Toni was the first African American Food Editor of a major daily newspaper, the Cleveland Plain Dealer, the nutrition writer for the Los Angeles Times, and a contributing editor to Heart and Soul Magazine. She is a co-founder and former president of both Southern Foodways Alliance and Foodways Texas. Toni is profiled in the 35th Annual Aetna African American History Calendar and a member of the Advisory Board for Oldways’ African Heritage Diet Pyramid. She has been a featured speaker at book festivals, libraries, museums, universities and multiple food organizations.

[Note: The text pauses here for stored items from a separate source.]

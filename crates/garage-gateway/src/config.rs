//! Gateway configuration types.
//!
//! Configuration is read from the environment:
//!
//! | Variable | Default | Meaning |
//! |---|---|---|
//! | `LISTEN_ADDR` | `127.0.0.1:3030` | Socket address to bind |
//! | `ADDRESS` / `PORT` | | Used when `LISTEN_ADDR` is unset |
//! | `GARAGE_CLUSTERS` | | Path list of cluster directories to preload |
//! | `REQUEST_TIMEOUT_SECONDS` | `30` | Per-request timeout |
//! | `MAX_BODY_BYTES` | `1048576` | Request body limit |

use std::path::PathBuf;
use std::time::Duration;

use serde::Deserialize;

/// Configuration for the gateway service.
#[derive(Debug, Clone, Deserialize)]
pub struct GatewayConfig {
    /// Listen address (e.g., "127.0.0.1:3030").
    #[serde(default = "GatewayConfig::default_listen_addr")]
    pub listen_addr: String,

    /// Cluster directories loaded at startup.
    #[serde(default)]
    pub clusters: Vec<PathBuf>,

    /// Maximum request body size in bytes.
    #[serde(default = "GatewayConfig::default_max_body")]
    pub max_body_bytes: usize,

    /// Request timeout in seconds.
    #[serde(default = "GatewayConfig::default_request_timeout")]
    pub request_timeout_seconds: u64,
}

impl GatewayConfig {
    fn default_listen_addr() -> String {
        "127.0.0.1:3030".to_string()
    }

    const fn default_max_body() -> usize {
        1024 * 1024 // 1 MB
    }

    const fn default_request_timeout() -> u64 {
        30
    }

    /// Read configuration from the process environment.
    #[must_use]
    pub fn from_env() -> Self {
        Self::from_lookup(|key| std::env::var(key).ok())
    }

    /// Read configuration through `lookup`; unparsable values fall back to
    /// their defaults.
    #[must_use]
    pub fn from_lookup(lookup: impl Fn(&str) -> Option<String>) -> Self {
        let listen_addr = lookup("LISTEN_ADDR").unwrap_or_else(|| {
            match (lookup("ADDRESS"), lookup("PORT")) {
                (None, None) => Self::default_listen_addr(),
                (address, port) => format!(
                    "{}:{}",
                    address.as_deref().unwrap_or("127.0.0.1"),
                    port.as_deref().unwrap_or("3030")
                ),
            }
        });

        let clusters = lookup("GARAGE_CLUSTERS")
            .map(|paths| {
                std::env::split_paths(&paths)
                    .filter(|p| !p.as_os_str().is_empty())
                    .collect()
            })
            .unwrap_or_default();

        Self {
            listen_addr,
            clusters,
            max_body_bytes: lookup("MAX_BODY_BYTES")
                .and_then(|v| v.parse().ok())
                .unwrap_or_else(Self::default_max_body),
            request_timeout_seconds: lookup("REQUEST_TIMEOUT_SECONDS")
                .and_then(|v| v.parse().ok())
                .unwrap_or_else(Self::default_request_timeout),
        }
    }

    /// Get the request timeout as a `Duration`.
    #[must_use]
    pub const fn request_timeout(&self) -> Duration {
        Duration::from_secs(self.request_timeout_seconds)
    }
}

impl Default for GatewayConfig {
    fn default() -> Self {
        Self {
            listen_addr: Self::default_listen_addr(),
            clusters: Vec::new(),
            max_body_bytes: Self::default_max_body(),
            request_timeout_seconds: Self::default_request_timeout(),
        }
    }
}
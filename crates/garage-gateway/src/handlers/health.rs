//! Health, server info and shutdown endpoints.

use std::sync::Arc;

use axum::extract::State;
use axum::http::StatusCode;
use axum::response::IntoResponse;
use axum::Json;
use garage_core::VersionInfo;
use serde::Serialize;

use crate::state::GatewayState;

/// Service name reported by `/info`.
pub const SERVICE_NAME: &str = "garage-server";

/// Health check response.
#[derive(Debug, Serialize)]
pub struct HealthResponse {
    /// Service status.
    pub status: &'static str,
    /// Service version.
    pub version: &'static str,
}

/// Health check handler.
///
/// # Example
///
/// ```text
/// GET /health
///
/// Response: 200 OK
/// {
///   "status": "healthy",
///   "version": "0.1.0"
/// }
/// ```
pub async fn health() -> impl IntoResponse {
    let response = HealthResponse {
        status: "healthy",
        version: env!("CARGO_PKG_VERSION"),
    };

    (StatusCode::OK, Json(response))
}

/// Version and build metadata.
pub async fn info() -> Json<VersionInfo> {
    Json(VersionInfo::current(SERVICE_NAME))
}

/// Acknowledge, then let the server drain and exit.
pub async fn shutdown(State(state): State<Arc<GatewayState>>) -> StatusCode {
    tracing::info!("Shutdown requested");
    state.shutdown.notify_one();
    StatusCode::NO_CONTENT
}
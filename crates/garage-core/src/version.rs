//! Server version metadata.

use serde::{Deserialize, Serialize};

/// Version of the control-plane HTTP API.
///
/// The major component selects the route prefix (`/v1`).
pub const API_VERSION: &str = "1.0";

/// Version and build metadata reported by the server info endpoint.
#[derive(Debug, Clone, PartialEq, Eq, Serialize, Deserialize)]
pub struct VersionInfo {
    /// Package version of the running server.
    pub version: String,
    /// Version of the HTTP API.
    pub api: String,
    /// Name of the server component.
    pub service: String,
}

impl VersionInfo {
    /// Build the version record for the given service component.
    #[must_use]
    pub fn current(service: impl Into<String>) -> Self {
        Self {
            version: env!("CARGO_PKG_VERSION").to_string(),
            api: API_VERSION.to_string(),
            service: service.into(),
        }
    }

    /// Return the route prefix derived from the API major version.
    #[must_use]
    pub fn api_prefix(&self) -> String {
        let major = self.api.split('.').next().unwrap_or("1");
        format!("/v{major}")
    }
}

#[cfg(test)]
mod tests {
    use super::*;

    #[test]
    fn api_prefix_uses_major_version() {
        let info = VersionInfo::current("garage-server");
        assert_eq!(info.api_prefix(), "/v1");
        assert_eq!(info.service, "garage-server");
        assert!(!info.version.is_empty());
    }
}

Dawn Davis is the editor-in-chief of Bon Appétit. A veteran of the publishing world, prior to moving to BA, Davis worked in book publishing for over 25 years and published several award-winning and New York Times best-selling books, including “Heads of the Colored People” by Nafissa Thompson-Spires, winner of a 2019 Whiting Award; the National Book Award finalist “Never Caught: The Washingtons’ Relentless Pursuit of Their Runaway Slave, Ona Judge” by Erica Armstrong Dunbar; “The Known World,” winner of a Pulitzer in fiction by Edward P. Jones; “Tough Love: My Story of the Things Worth Fighting For” by Ambassador Susan Rice; “The Butler: A Witness to History” by Wil Haygood; “The Misadventures of Awkward Black Girl” by Issa Rae; “I Can’t Make This Up” by Kevin Hart and “The Pursuit of Happyness” by Chris Gardner.
She was named the 2019 Editor of the Year by Poets & Writers. Her first issue of Bon Appétit will be on stands in March.
This Aspen Words Winter Words event is in collaboration with Aspen Institute’s Food and Society.
Food and Society at the Aspen Institute brings together public health leaders, policymakers, researchers, farmers, chefs, food makers, and entrepreneurs to find practical solutions to food system challenges and inequities. The common goal is to help people of all income levels eat better and more healthful diets—and to enjoy them bite by bite.